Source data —
§ §

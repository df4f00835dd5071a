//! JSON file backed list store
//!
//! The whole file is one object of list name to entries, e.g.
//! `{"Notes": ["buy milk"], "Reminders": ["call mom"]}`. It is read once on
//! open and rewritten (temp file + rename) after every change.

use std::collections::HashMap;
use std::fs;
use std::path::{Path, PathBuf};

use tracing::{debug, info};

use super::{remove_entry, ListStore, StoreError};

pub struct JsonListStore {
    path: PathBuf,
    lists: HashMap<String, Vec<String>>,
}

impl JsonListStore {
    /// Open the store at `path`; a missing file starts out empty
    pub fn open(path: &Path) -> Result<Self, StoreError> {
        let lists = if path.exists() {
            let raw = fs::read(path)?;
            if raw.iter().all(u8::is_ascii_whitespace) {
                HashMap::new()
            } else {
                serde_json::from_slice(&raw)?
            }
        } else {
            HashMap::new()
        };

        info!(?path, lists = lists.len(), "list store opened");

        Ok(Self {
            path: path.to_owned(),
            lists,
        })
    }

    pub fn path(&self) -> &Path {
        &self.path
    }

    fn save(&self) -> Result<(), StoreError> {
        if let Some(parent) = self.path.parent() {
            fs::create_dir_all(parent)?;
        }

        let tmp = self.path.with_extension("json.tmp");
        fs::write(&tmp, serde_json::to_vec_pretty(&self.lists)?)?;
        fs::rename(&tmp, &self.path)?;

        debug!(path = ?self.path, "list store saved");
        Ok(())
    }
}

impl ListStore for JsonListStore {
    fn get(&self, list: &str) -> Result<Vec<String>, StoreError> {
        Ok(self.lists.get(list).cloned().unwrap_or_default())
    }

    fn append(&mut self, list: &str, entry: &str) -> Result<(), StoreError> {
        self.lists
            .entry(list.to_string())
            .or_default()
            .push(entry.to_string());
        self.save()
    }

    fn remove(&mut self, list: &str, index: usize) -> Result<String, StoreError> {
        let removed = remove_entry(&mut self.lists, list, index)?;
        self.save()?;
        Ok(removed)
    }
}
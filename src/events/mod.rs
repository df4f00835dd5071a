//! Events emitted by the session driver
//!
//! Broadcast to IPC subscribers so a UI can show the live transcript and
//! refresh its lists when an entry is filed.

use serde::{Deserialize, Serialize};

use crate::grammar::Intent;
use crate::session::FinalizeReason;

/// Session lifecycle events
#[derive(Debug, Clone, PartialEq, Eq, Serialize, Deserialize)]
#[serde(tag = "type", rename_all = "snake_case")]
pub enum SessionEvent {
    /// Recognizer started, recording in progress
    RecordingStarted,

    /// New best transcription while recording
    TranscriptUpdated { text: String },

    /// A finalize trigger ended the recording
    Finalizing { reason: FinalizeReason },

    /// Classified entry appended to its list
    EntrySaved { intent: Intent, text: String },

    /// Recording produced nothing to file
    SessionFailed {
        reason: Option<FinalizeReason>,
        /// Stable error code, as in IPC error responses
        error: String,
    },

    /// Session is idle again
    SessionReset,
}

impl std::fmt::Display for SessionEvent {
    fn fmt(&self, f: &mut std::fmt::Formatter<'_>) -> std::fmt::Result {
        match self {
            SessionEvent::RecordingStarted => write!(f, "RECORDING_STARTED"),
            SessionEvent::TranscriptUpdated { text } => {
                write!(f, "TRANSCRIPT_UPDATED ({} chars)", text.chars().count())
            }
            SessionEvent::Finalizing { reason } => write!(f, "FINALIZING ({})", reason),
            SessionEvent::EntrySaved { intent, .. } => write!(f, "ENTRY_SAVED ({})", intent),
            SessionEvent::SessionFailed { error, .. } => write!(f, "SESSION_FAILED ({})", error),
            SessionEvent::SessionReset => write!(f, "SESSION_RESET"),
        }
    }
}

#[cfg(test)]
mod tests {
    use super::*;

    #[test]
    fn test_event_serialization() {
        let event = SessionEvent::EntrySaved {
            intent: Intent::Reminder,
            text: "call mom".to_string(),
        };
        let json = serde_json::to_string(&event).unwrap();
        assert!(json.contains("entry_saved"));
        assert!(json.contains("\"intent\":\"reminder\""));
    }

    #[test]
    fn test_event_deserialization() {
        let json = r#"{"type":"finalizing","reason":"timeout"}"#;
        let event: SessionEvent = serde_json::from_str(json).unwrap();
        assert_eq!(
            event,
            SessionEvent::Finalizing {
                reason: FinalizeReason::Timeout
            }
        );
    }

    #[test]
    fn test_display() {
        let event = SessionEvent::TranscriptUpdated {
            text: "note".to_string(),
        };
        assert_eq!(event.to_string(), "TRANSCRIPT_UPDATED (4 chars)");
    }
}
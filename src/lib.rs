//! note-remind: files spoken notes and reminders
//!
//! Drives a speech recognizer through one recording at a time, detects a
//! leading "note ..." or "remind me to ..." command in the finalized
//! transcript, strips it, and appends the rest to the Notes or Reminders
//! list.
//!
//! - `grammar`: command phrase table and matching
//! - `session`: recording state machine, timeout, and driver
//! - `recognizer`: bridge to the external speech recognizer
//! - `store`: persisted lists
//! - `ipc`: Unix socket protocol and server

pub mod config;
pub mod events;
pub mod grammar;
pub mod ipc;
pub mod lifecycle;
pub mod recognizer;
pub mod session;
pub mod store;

§ §

Using the data above, print every record exactly as shown.

RESPONSE TO THIS EXERCISE —
repository df4f00835dd5071a
//! JSON file backed list store
//!
//! The whole file is one object of list name to entries, e.g.
//! `{"Notes": ["buy milk"], "Reminders": ["call mom"]}`. It is read once on
//! open and rewritten (temp file + rename) after every change.

use std::collections::HashMap;
use std::fs;
use std::path::{Path, PathBuf};

use tracing::{debug, info};

use super::{remove_entry, ListStore, StoreError};

pub struct JsonListStore {
    path: PathBuf,
    lists: HashMap<String, Vec<String>>,
}

impl JsonListStore {
    /// Open the store at `path`; a missing file starts out empty
    pub fn open(path: &Path) -> Result<Self, StoreError> {
        let lists = if path.exists() {
            let raw = fs::read(path)?;
            if raw.iter().all(u8::is_ascii_whitespace) {
                HashMap::new()
            } else {
                serde_json::from_slice(&raw)?
            }
        } else {
            HashMap::new()
        };

        info!(?path, lists = lists.len(), "list store opened");

        Ok(Self {
            path: path.to_owned(),
            lists,
        })
    }

    pub fn path(&self) -> &Path {
        &self.path
    }

    fn save(&self) -> Result<(), StoreError> {
        if let Some(parent) = self.path.parent() {
            fs::create_dir_all(parent)?;
        }

        let tmp = self.path.with_extension("json.tmp");
        fs::write(&tmp, serde_json::to_vec_pretty(&self.lists)?)?;
        fs::rename(&tmp, &self.path)?;

        debug!(path = ?self.path, "list store saved");
        Ok(())
    }
}

impl ListStore for JsonListStore {
    fn get(&self, list: &str) -> Result<Vec<String>, StoreError> {
        Ok(self.lists.get(list).cloned().unwrap_or_default())
    }

    fn append(&mut self, list: &str, entry: &str) -> Result<(), StoreError> {
        self.lists
            .entry(list.to_string())
            .or_default()
            .push(entry.to_string());
        self.save()
    }

    fn remove(&mut self, list: &str, index: usize) -> Result<String, StoreError> {
        let removed = remove_entry(&mut self.lists, list, index)?;
        self.save()?;
        Ok(removed)
    }
}
filename src/events/mod.rs
repository df4f00835dd5071a
//! Events emitted by the session driver
//!
//! Broadcast to IPC subscribers so a UI can show the live transcript and
//! refresh its lists when an entry is filed.

use serde::{Deserialize, Serialize};

use crate::grammar::Intent;
use crate::session::FinalizeReason;

/// Session lifecycle events
#[derive(Debug, Clone, PartialEq, Eq, Serialize, Deserialize)]
#[serde(tag = "type", rename_all = "snake_case")]
pub enum SessionEvent {
    /// Recognizer started, recording in progress
    RecordingStarted,

    /// New best transcription while recording
    TranscriptUpdated { text: String },

    /// A finalize trigger ended the recording
    Finalizing { reason: FinalizeReason },

    /// Classified entry appended to its list
    EntrySaved { intent: Intent, text: String },

    /// Recording produced nothing to file
    SessionFailed {
        reason: Option<FinalizeReason>,
        /// Stable error code, as in IPC error responses
        error: String,
    },

    /// Session is idle again
    SessionReset,
}

impl std::fmt::Display for SessionEvent {
    fn fmt(&self, f: &mut std::fmt::Formatter<'_>) -> std::fmt::Result {
        match self {
            SessionEvent::RecordingStarted => write!(f, "RECORDING_STARTED"),
            SessionEvent::TranscriptUpdated { text } => {
                write!(f, "TRANSCRIPT_UPDATED ({} chars)", text.chars().count())
            }
            SessionEvent::Finalizing { reason } => write!(f, "FINALIZING ({})", reason),
            SessionEvent::EntrySaved { intent, .. } => write!(f, "ENTRY_SAVED ({})", intent),
            SessionEvent::SessionFailed { error, .. } => write!(f, "SESSION_FAILED ({})", error),
            SessionEvent::SessionReset => write!(f, "SESSION_RESET"),
        }
    }
}

#[cfg(test)]
mod tests {
    use super::*;

    #[test]
    fn test_event_serialization() {
        let event = SessionEvent::EntrySaved {
            intent: Intent::Reminder,
            text: "call mom".to_string(),
        };
        let json = serde_json::to_string(&event).unwrap();
        assert!(json.contains("entry_saved"));
        assert!(json.contains("\"intent\":\"reminder\""));
    }

    #[test]
    fn test_event_deserialization() {
        let json = r#"{"type":"finalizing","reason":"timeout"}"#;
        let event: SessionEvent = serde_json::from_str(json).unwrap();
        assert_eq!(
            event,
            SessionEvent::Finalizing {
                reason: FinalizeReason::Timeout
            }
        );
    }

    #[test]
    fn test_display() {
        let event = SessionEvent::TranscriptUpdated {
            text: "note".to_string(),
        };
        assert_eq!(event.to_string(), "TRANSCRIPT_UPDATED (4 chars)");
    }
}
filename src/lib.rs
//! note-remind: files spoken notes and reminders
//!
//! Drives a speech recognizer through one recording at a time, detects a
//! leading "note ..." or "remind me to ..." command in the finalized
//! transcript, strips it, and appends the rest to the Notes or Reminders
//! list.
//!
//! - `grammar`: command phrase table and matching
//! - `session`: recording state machine, timeout, and driver
//! - `recognizer`: bridge to the external speech recognizer
//! - `store`: persisted lists
//! - `ipc`: Unix socket protocol and server

pub mod config;
pub mod events;
pub mod grammar;
pub mod ipc;
pub mod lifecycle;
pub mod recognizer;
pub mod session;
pub mod store;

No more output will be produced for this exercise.